GOKUSEN(原作ver)


注意!!
在学中にくっついてます。
そしてビミョーにエロいです。
そういった話がお嫌いな方、実際の年齢または自分は精神的にお子ちゃまだと思われる方は、どうぞ回れ右してくださいませ。
















                     9.フラスコ



ひと気のない放課後の化学室。
山口久美子は今にもぺしゃんこに潰されてしまいそうな理性の在り処を探り当て、懸命に手繰り寄せる。
あがる息をどうしたものかと外した唇は、けれど直ぐに追いつき塞がれる。逃げることはできないのだと知らしめす目の前の危うい欲を孕んだ瞳とまともに渡り合える自信は、今の自分にはない。
ステンレスの実験台の上に置き去りにされてしまったとっぷり底の部分が丸いフラスコと、円錐形の三角フラスコ。それぞれひとつづつ。逸らした瞳に映る磨きぬかれたそれはあまりにも透明だ。
「・・約束がちがう」
ジャージに覆われた臀部は先程からじりじりと硬い床の上を這っている。
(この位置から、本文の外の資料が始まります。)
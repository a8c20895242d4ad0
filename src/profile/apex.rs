//! Territorial apex predator: roars first, patrols claimed ground
//!
//! The apex never flees. It answers intruders with a roar display, then
//! closes and attacks; with nothing around it patrols, leaning on the
//! territory danger probe to sweep the contested edges of its range.

use rand::RngCore;

use crate::context::DecisionContext;
use crate::core::config::AiConfig;
use crate::core::rng::roll;
use crate::core::types::TimeMs;
use crate::entity::agent::{Agent, BehaviorState};
use crate::entity::species::Archetype;
use crate::profile::{clear_stale_target, drive_motion, BehaviorProfile};
use crate::steering::behaviors::{Pursuit, Seek, WanderDrift};
use crate::steering::{CompositionMode, SteeringPipeline};
use crate::utility::actions::{Attack, Chase, Defend, Idle, Patrol, Roar, Wander};
use crate::utility::UtilityEngine;

pub struct TerritorialApexProfile {
    engine: UtilityEngine,
    chase: SteeringPipeline,
    flee: SteeringPipeline,
    wander: SteeringPipeline,
    attack_commit_ms: TimeMs,
    roar_commit_ms: TimeMs,
    /// Chance per wandering tick of an unprompted dominance display
    display_chance: f32,
}

impl TerritorialApexProfile {
    pub fn new(cfg: &AiConfig) -> Self {
        let mut engine = UtilityEngine::new(cfg.score_jitter);
        engine
            .register(Box::new(Attack))
            .register(Box::new(Roar))
            .register(Box::new(Defend))
            .register(Box::new(Chase))
            .register(Box::new(Patrol))
            .register(Box::new(Wander))
            .register(Box::new(Idle));

        let chase = SteeringPipeline::new(CompositionMode::WeightedSum, cfg.max_steering_force)
            .with(Box::new(Pursuit), 1.0)
            .with(Box::new(Seek), 0.3);

        // Never used in anger; present so shared motion dispatch stays total
        let flee = SteeringPipeline::new(CompositionMode::WeightedSum, cfg.max_steering_force);

        let wander = SteeringPipeline::new(CompositionMode::WeightedSum, cfg.max_steering_force)
            .with(Box::new(WanderDrift { heading_jitter: cfg.wander_jitter * 0.5 }), 1.0);

        Self {
            engine,
            chase,
            flee,
            wander,
            attack_commit_ms: cfg.attack_commit_ms,
            roar_commit_ms: cfg.roar_commit_ms,
            display_chance: 0.005,
        }
    }
}

impl BehaviorProfile for TerritorialApexProfile {
    fn archetype(&self) -> Archetype {
        Archetype::TerritorialApex
    }

    fn tick(&self, agent: &mut Agent, ctx: &DecisionContext, rng: &mut dyn RngCore) {
        clear_stale_target(agent, ctx);

        match agent.state {
            BehaviorState::Attacking if ctx.time_in_state < self.attack_commit_ms => return,
            BehaviorState::Attacking => {
                if agent.target.is_some() {
                    agent.enter_state(BehaviorState::Chasing, "stomp_run", ctx.now);
                } else {
                    agent.enter_state(BehaviorState::Idle, "idle", ctx.now);
                }
            }
            BehaviorState::Roaring if ctx.time_in_state < self.roar_commit_ms => return,
            BehaviorState::Roaring => {
                // A roar commits forward: close on whatever provoked it
                if ctx.perception.has_threats || ctx.perception.has_target {
                    agent.enter_state(BehaviorState::Chasing, "stomp_run", ctx.now);
                } else {
                    agent.enter_state(BehaviorState::Wandering, "patrol", ctx.now);
                }
            }
            _ => {}
        }

        // Unprompted dominance display while patrolling
        if agent.state == BehaviorState::Wandering
            && ctx.roar_ready
            && roll(rng, self.display_chance)
        {
            agent.enter_state(BehaviorState::Roaring, "roar", ctx.now);
            agent.last_roar_at = Some(ctx.now);
            return;
        }

        match self.engine.select_best(ctx, rng) {
            Some(action) => action.execute(agent, ctx),
            None => agent.enter_state(BehaviorState::Idle, "idle", ctx.now),
        }

        drive_motion(agent, ctx, rng, &self.chase, &self.flee, &self.wander);
    }
}
//! Time-bounded summary of what an agent currently senses

use crate::core::types::{AgentId, TimeMs, Vec2};

/// Nearest hostile within threat radius
#[derive(Debug, Clone, Copy, PartialEq)]
pub struct SensedThreat {
    pub id: AgentId,
    pub position: Vec2,
    pub velocity: Vec2,
    pub distance: f32,
}

/// Nearest huntable creature within prey radius
#[derive(Debug, Clone, Copy, PartialEq)]
pub struct SensedPrey {
    pub id: AgentId,
    pub position: Vec2,
    pub distance: f32,
}

/// A same-species neighbor, for flocking math
#[derive(Debug, Clone, Copy, PartialEq)]
pub struct SensedAlly {
    pub position: Vec2,
    pub velocity: Vec2,
}

/// Everything one agent knows about its surroundings, captured at
/// `taken_at` and valid until the cache TTL elapses.
///
/// "Nothing nearby" is the normal empty case, not an error: every field
/// degrades to `None`/empty and consumers must treat that as idle-safe.
#[derive(Debug, Clone, Default, PartialEq)]
pub struct PerceptionSnapshot {
    pub threat: Option<SensedThreat>,
    pub prey: Option<SensedPrey>,
    pub allies: Vec<SensedAlly>,

    pub has_target: bool,
    pub has_threats: bool,
    pub has_prey: bool,

    /// Resolved position of the agent's locked target, if it still exists
    pub target_position: Option<Vec2>,
    /// Target's velocity, for pursuit prediction
    pub target_velocity: Option<Vec2>,

    pub taken_at: TimeMs,
}

impl PerceptionSnapshot {
    /// Clear for pool reuse; ally capacity is retained
    pub fn reset(&mut self) {
        self.threat = None;
        self.prey = None;
        self.allies.clear();
        self.has_target = false;
        self.has_threats = false;
        self.has_prey = false;
        self.target_position = None;
        self.target_velocity = None;
        self.taken_at = 0;
    }

    /// Snapshot age relative to `now`
    pub fn age(&self, now: TimeMs) -> TimeMs {
        now.saturating_sub(self.taken_at)
    }
}

#[cfg(test)]
mod tests {
    use super::*;

    #[test]
    fn test_reset_clears_but_keeps_capacity() {
        let mut snap = PerceptionSnapshot::default();
        snap.allies.reserve(32);
        snap.allies.push(SensedAlly { position: Vec2::ZERO, velocity: Vec2::ZERO });
        snap.has_prey = true;
        snap.taken_at = 99;

        let cap = snap.allies.capacity();
        snap.reset();

        assert_eq!(snap, PerceptionSnapshot::default());
        assert_eq!(snap.allies.capacity(), cap);
    }

    #[test]
    fn test_age_saturates() {
        let snap = PerceptionSnapshot { taken_at: 100, ..Default::default() };
        assert_eq!(snap.age(150), 50);
        assert_eq!(snap.age(50), 0);
    }
}
//! Steering pipeline: composes weighted behaviors into one bounded command

use rand::RngCore;

use crate::context::DecisionContext;
use crate::core::types::Vec2;
use crate::steering::behaviors::{SteeringBehavior, SteeringOutput};

/// How weighted contributions combine
#[derive(Debug, Clone, Copy, PartialEq, Eq)]
pub enum CompositionMode {
    /// Sum everything, then truncate to the force cap
    WeightedSum,
    /// Registration order is priority: each behavior spends from a force
    /// budget; once it runs dry, later behaviors contribute nothing.
    /// Evasion registered first can never be diluted by wander.
    PriorityBudget,
}

pub struct SteeringPipeline {
    behaviors: Vec<(Box<dyn SteeringBehavior>, f32)>,
    mode: CompositionMode,
    max_force: f32,
}

impl SteeringPipeline {
    pub fn new(mode: CompositionMode, max_force: f32) -> Self {
        Self { behaviors: Vec::new(), mode, max_force }
    }

    pub fn with(mut self, behavior: Box<dyn SteeringBehavior>, weight: f32) -> Self {
        self.behaviors.push((behavior, weight));
        self
    }

    pub fn len(&self) -> usize {
        self.behaviors.len()
    }

    pub fn is_empty(&self) -> bool {
        self.behaviors.is_empty()
    }

    /// Compose all contributions; output magnitude never exceeds the cap
    pub fn calculate(&self, ctx: &DecisionContext, rng: &mut dyn RngCore) -> SteeringOutput {
        match self.mode {
            CompositionMode::WeightedSum => self.weighted_sum(ctx, rng),
            CompositionMode::PriorityBudget => self.priority_budget(ctx, rng),
        }
    }

    fn weighted_sum(&self, ctx: &DecisionContext, rng: &mut dyn RngCore) -> SteeringOutput {
        let mut force = Vec2::ZERO;
        let mut turn = 0.0;
        for (behavior, weight) in &self.behaviors {
            let out = behavior.steer(ctx, rng);
            force += out.force * *weight;
            turn += out.turn * *weight;
        }
        SteeringOutput { force: force.truncate(self.max_force), turn }
    }

    fn priority_budget(&self, ctx: &DecisionContext, rng: &mut dyn RngCore) -> SteeringOutput {
        let mut budget = self.max_force;
        let mut force = Vec2::ZERO;
        let mut turn = 0.0;
        for (behavior, weight) in &self.behaviors {
            if budget <= 0.0 {
                break;
            }
            let out = behavior.steer(ctx, rng);
            let contribution = out.force * *weight;
            let magnitude = contribution.length();
            if magnitude <= budget {
                force += contribution;
                turn += out.turn * *weight;
                budget -= magnitude;
            } else {
                // Partial fit: spend whatever budget remains
                force += contribution.truncate(budget);
                turn += out.turn * *weight * (budget / magnitude);
                budget = 0.0;
            }
        }
        SteeringOutput { force, turn }
    }
}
背中がこつんとコンクリートの壁に突き当たった。背中にじんわりと冷たい感触。もう行き止まりだ。逃げ道はない。
距離を縮めた目の前の詰襟の奥から漂ってくる男の匂い。胸が苦しくなる。
「さ・・わだ」
自分の胸を服の上から弄んでいた男の右の掌が外された途端、久美子は慌ててその手首を掴んだ。「だめ、だ」
少しでも気を抜くと、しっとりと冷たい指先がジャージの裾から滑り込んでくる。
ここ何日かの間に急速に情欲を募らせた男は久美子の身体に無遠慮に触れてくるようになった。
「約束?」
耳許で掠れた声で訊かれ、久美子は困惑する。
「卒業するまで、しない・・・って」
言ったじゃないか。
「ああ」
したな。そんな約束。
息が首筋を這う。
笑っているような物言いに困惑する。
はっ、と気が付いたときには忍んでしまった男の左手が久美子の脇腹を直に撫で上げていた。
久美子はぎゅっと瞼を閉じる。
触れられた途端自分の中にも熱いものが生まれ疼き始める。それに気が付いたのはつい最近。解放できればどれほど楽か。
でも、だめだ、と思う。
「沢田・・」
「・・なに?」
問い返す男の声が熱を持っていることを悟ってにわかに怯む。男も余裕を失いかけているのだ。身体を這う掌が、唇が、息がそれを伝えてくる。
「沢田、だめだ」
「だから。・・・なにが?」
「なにが、って・・・」
囁きあう互いの掠れた声は果てしなく甘い。その甘さが久美子の気持ちを撹乱させる。
くっ、と男の喉が久美子の鎖骨の上で震えた。笑っているのかと唖然とした。
あまりにも不穏当で思わず掌を男の胸に当て、僅かに距離をとった顔を睨みつけた。
「なにがおかしい?」
男は唇の端を持ち上げた。この男のこんな顔はこれまで見たことがない。
「だって、お前さ」
「・・・」
「さっきから、全然抵抗しねえだろ?」
虚を衝かれ目を見張った。唇を噛み、視線を外す。その瞳に再び映るふたつの透き通るフラスコ。
「し・・てる」
「嘘つけ」
男の顔はもう笑ってはいなかった。
確かにそうだ。もしそうなら目の前の男が無傷でいられる筈がない。
とっくに落ちているくせに。
派手な色に染められた前髪の間から覗く男の瞳がそう言っていた。
動けなくなってしまった久美子の背中を男の指先が辿り、探り当てたそれをあっけなく外す。
「や・・・」
右腕だけで強く抱きしめられた。
耳許を唇と舌と吐息がなぞる。
「卒業してからなんて、なんの意味があるんだよ」
胸のたおやかな膨らみはすでに男の左の掌中にある。洩れる息が震えていた。
「俺は、今、したい」
膨れ上がっていっぱいになった思いが溢れ出るように。告げる声はあまりにも切なくて久美子の芯に火を点ける。とうに脆弱になっていた最後の砦はとろりと溶け始めた。
久美子の背中がコンクリートの壁をずるずると滑り落ちる。もはや身体に力は入らない。
ごつんと落ちた後頭部の痛みに顔を顰める間もなく、男の身体が覆いかぶさってきた。頭を抱え込まれ深く絡まる本能だけの獣じみた口づけだ。もう後戻りはできないのだと覚悟を決める。
伸ばした足が実験台の下部に接触した。
揺れる台の上のフラスコがぶつかり合って、かつん、と透明な音を奏でた。